Instructions to follow =>
Locate every line in the records below that contains the word "const", and copy each one.

Record excerpts =>
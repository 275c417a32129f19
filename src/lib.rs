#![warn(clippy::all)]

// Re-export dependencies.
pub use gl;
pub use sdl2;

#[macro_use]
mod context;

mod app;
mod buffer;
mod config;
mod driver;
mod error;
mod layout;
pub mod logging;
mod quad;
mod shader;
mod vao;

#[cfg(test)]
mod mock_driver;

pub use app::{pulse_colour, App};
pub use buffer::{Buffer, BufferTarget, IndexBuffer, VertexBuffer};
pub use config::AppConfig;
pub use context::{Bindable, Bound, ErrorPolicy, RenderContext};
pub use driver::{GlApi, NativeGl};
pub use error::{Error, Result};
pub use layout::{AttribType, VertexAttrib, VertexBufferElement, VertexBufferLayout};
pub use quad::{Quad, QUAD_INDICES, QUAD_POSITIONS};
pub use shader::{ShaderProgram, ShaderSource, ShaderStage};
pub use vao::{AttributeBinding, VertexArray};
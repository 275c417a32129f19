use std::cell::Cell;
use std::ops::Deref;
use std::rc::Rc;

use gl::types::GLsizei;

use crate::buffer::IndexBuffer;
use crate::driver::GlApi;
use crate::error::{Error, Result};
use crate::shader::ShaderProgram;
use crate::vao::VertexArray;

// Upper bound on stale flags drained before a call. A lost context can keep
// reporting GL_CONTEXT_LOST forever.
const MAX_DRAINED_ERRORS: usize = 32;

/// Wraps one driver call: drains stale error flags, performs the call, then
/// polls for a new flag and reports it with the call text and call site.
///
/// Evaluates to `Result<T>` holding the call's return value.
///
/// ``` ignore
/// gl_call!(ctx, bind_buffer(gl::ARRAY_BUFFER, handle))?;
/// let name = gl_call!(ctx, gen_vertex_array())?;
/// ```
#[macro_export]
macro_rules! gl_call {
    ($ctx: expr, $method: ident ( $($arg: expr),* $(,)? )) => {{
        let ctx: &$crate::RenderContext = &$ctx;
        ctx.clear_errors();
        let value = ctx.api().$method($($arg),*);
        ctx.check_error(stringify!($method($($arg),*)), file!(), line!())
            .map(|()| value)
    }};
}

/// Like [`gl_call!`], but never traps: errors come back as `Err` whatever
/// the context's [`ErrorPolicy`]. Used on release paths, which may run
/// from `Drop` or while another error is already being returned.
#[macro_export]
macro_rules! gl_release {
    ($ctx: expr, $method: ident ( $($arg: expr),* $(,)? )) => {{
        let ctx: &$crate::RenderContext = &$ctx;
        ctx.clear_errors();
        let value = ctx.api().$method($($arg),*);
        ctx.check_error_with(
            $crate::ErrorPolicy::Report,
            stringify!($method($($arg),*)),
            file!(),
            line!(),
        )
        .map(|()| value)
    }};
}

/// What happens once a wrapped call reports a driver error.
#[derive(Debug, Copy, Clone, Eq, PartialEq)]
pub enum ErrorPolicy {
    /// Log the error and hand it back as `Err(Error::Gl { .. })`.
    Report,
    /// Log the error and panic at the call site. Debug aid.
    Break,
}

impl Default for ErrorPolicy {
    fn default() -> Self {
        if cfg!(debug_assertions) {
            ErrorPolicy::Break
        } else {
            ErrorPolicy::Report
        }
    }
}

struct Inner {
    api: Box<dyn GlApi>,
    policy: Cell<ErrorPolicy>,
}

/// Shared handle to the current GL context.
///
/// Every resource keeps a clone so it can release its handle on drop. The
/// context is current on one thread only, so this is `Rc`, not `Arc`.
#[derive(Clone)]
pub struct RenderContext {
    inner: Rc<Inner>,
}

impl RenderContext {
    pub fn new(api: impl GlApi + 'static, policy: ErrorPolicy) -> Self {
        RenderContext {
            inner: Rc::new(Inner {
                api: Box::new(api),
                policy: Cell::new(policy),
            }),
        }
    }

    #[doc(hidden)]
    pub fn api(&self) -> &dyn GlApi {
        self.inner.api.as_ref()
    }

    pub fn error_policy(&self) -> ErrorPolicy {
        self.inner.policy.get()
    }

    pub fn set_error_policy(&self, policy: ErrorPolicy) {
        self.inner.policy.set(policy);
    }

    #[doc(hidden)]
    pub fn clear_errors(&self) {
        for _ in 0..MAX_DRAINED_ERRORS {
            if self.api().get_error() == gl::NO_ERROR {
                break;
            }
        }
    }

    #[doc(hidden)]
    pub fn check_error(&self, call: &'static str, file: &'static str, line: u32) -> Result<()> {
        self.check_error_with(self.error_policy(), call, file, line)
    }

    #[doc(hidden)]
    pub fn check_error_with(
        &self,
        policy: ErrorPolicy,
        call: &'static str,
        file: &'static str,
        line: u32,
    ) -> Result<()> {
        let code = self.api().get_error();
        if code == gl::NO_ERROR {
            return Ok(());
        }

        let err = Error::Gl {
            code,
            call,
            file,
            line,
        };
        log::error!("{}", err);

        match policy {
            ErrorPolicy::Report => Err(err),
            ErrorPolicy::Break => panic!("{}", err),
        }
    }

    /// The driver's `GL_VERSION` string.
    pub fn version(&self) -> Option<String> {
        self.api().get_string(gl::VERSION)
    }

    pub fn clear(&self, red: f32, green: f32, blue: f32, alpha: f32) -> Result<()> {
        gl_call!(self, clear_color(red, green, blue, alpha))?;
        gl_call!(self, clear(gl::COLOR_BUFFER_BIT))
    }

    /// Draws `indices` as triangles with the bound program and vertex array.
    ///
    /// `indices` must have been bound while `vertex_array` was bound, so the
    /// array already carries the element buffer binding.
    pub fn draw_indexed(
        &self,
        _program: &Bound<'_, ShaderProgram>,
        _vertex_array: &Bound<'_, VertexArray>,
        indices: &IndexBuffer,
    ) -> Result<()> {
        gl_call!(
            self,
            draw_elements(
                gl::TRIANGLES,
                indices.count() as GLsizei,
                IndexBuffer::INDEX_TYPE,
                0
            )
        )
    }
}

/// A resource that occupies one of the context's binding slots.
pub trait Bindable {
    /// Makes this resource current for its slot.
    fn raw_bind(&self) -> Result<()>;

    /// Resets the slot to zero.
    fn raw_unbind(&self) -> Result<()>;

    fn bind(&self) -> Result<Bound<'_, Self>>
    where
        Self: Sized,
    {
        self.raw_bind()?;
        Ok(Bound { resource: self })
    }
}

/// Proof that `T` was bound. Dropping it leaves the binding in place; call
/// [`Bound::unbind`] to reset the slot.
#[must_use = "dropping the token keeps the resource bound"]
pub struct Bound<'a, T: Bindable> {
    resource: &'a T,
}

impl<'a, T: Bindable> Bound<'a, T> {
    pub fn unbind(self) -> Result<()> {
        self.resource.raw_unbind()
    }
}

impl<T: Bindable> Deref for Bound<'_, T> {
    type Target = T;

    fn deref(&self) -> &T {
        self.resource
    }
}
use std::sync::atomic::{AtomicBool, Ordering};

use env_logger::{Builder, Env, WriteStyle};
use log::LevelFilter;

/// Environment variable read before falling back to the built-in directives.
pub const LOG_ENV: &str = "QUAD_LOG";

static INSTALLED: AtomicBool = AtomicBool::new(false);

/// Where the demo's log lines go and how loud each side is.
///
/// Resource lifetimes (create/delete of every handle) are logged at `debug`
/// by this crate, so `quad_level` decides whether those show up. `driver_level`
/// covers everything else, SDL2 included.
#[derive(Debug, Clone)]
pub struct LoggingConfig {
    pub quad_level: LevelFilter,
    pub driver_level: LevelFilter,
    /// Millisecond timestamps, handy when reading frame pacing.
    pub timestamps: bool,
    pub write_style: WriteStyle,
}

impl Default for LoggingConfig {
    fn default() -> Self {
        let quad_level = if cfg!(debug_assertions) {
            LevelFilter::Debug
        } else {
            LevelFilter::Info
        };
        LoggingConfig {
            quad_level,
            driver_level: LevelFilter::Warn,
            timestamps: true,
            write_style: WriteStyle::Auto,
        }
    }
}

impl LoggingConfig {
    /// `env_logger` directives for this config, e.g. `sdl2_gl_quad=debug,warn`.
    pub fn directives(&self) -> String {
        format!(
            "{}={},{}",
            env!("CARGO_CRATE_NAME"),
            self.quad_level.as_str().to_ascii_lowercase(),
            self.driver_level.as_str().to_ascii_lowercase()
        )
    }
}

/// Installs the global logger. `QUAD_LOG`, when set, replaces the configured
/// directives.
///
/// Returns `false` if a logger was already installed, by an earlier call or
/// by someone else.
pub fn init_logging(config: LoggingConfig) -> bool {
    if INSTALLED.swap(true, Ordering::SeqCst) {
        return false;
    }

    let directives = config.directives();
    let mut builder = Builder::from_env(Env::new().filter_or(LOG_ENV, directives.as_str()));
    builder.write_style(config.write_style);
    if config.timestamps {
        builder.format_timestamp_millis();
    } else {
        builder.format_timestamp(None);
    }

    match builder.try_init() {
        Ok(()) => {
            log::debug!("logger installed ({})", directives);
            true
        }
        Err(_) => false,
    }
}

Expected output =>
const MAX_DRAINED_ERRORS: usize = 32;
pub const LOG_ENV: &str = "QUAD_LOG";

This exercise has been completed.